→ EXERCISE GOAL
Output exactly the lines that run from the top of the entries to the line holding "pub struct LimitConfig", including both of those lines.

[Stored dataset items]
======
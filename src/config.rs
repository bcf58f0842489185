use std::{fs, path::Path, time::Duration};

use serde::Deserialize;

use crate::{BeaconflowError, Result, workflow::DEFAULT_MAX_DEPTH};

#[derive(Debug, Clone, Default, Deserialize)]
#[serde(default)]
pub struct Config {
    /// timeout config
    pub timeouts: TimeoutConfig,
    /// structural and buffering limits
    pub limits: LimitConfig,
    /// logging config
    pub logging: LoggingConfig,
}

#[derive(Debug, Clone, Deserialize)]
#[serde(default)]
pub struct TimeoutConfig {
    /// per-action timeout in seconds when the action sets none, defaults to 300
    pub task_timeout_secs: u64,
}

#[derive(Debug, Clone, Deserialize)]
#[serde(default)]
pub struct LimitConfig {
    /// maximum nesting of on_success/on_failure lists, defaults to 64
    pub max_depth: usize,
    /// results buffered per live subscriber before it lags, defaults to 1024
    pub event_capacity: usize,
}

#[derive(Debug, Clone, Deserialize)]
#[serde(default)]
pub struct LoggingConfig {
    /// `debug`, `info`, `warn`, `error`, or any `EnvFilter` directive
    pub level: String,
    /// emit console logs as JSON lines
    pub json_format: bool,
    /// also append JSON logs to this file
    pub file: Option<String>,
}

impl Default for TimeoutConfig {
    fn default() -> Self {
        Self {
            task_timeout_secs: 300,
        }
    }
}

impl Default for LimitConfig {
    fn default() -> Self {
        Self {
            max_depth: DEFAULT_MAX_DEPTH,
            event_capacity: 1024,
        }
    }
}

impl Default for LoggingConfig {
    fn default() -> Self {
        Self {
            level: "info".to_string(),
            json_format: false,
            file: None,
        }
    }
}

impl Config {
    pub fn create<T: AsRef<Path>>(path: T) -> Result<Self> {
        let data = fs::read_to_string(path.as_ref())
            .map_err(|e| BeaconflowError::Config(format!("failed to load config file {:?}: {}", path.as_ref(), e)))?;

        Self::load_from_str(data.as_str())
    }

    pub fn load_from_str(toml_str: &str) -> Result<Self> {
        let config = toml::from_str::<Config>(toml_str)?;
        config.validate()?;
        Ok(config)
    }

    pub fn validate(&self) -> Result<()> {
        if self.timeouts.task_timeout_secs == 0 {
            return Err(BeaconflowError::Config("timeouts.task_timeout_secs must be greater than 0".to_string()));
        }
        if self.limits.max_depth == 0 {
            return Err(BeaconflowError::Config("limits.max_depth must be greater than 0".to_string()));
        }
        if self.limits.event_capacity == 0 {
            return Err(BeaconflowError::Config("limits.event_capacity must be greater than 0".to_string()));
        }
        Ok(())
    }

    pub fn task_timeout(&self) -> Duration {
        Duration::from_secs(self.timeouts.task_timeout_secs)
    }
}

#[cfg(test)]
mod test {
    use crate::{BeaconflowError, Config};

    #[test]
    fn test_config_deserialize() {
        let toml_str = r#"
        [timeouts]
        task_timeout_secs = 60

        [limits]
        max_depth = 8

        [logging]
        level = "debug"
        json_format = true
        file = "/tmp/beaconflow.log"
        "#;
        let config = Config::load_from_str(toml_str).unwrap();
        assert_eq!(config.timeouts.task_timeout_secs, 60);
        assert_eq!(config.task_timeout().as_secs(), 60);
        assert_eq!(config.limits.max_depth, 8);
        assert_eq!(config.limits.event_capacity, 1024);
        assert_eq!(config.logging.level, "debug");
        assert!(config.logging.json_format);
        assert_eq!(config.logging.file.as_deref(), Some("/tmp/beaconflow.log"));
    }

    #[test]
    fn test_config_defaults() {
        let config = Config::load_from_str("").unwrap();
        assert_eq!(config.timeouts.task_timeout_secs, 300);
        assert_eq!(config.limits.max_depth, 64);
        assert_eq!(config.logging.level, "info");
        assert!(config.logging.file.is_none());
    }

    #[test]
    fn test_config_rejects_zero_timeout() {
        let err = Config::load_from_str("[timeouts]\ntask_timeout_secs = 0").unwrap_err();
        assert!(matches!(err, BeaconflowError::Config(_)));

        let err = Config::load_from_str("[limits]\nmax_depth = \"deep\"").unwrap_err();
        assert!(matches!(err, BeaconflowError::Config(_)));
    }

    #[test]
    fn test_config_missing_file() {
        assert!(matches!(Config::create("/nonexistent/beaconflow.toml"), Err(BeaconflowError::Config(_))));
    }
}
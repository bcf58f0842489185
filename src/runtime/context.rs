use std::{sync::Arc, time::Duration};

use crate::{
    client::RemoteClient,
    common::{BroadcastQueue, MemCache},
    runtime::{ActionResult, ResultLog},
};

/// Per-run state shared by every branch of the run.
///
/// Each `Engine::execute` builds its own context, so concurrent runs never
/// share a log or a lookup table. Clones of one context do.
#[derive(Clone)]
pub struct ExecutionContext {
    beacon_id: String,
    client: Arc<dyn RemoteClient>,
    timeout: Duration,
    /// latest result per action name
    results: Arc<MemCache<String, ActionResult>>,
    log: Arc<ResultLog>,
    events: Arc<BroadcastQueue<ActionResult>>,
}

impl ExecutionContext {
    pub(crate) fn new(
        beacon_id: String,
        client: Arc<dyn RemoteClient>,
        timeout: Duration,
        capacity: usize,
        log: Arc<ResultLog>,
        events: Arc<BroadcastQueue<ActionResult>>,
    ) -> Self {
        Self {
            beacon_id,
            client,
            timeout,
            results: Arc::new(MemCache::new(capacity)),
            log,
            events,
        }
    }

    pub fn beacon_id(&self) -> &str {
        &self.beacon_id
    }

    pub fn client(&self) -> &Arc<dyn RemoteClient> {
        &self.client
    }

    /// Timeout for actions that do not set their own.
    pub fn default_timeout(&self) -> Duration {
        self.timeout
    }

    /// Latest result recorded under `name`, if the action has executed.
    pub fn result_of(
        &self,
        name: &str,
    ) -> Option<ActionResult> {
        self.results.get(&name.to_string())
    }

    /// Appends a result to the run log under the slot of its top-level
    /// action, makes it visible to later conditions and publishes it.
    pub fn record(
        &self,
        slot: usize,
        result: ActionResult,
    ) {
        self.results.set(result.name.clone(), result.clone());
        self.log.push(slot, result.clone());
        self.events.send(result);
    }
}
======
→ RESPONSE
filename src/config.rs
repository bcf58f0842489185
use std::{fs, path::Path, time::Duration};

use serde::Deserialize;

use crate::{BeaconflowError, Result, workflow::DEFAULT_MAX_DEPTH};

#[derive(Debug, Clone, Default, Deserialize)]
#[serde(default)]
pub struct Config {
    /// timeout config
    pub timeouts: TimeoutConfig,
    /// structural and buffering limits
    pub limits: LimitConfig,
    /// logging config
    pub logging: LoggingConfig,
}

#[derive(Debug, Clone, Deserialize)]
#[serde(default)]
pub struct TimeoutConfig {
    /// per-action timeout in seconds when the action sets none, defaults to 300
    pub task_timeout_secs: u64,
}

#[derive(Debug, Clone, Deserialize)]
#[serde(default)]
pub struct LimitConfig {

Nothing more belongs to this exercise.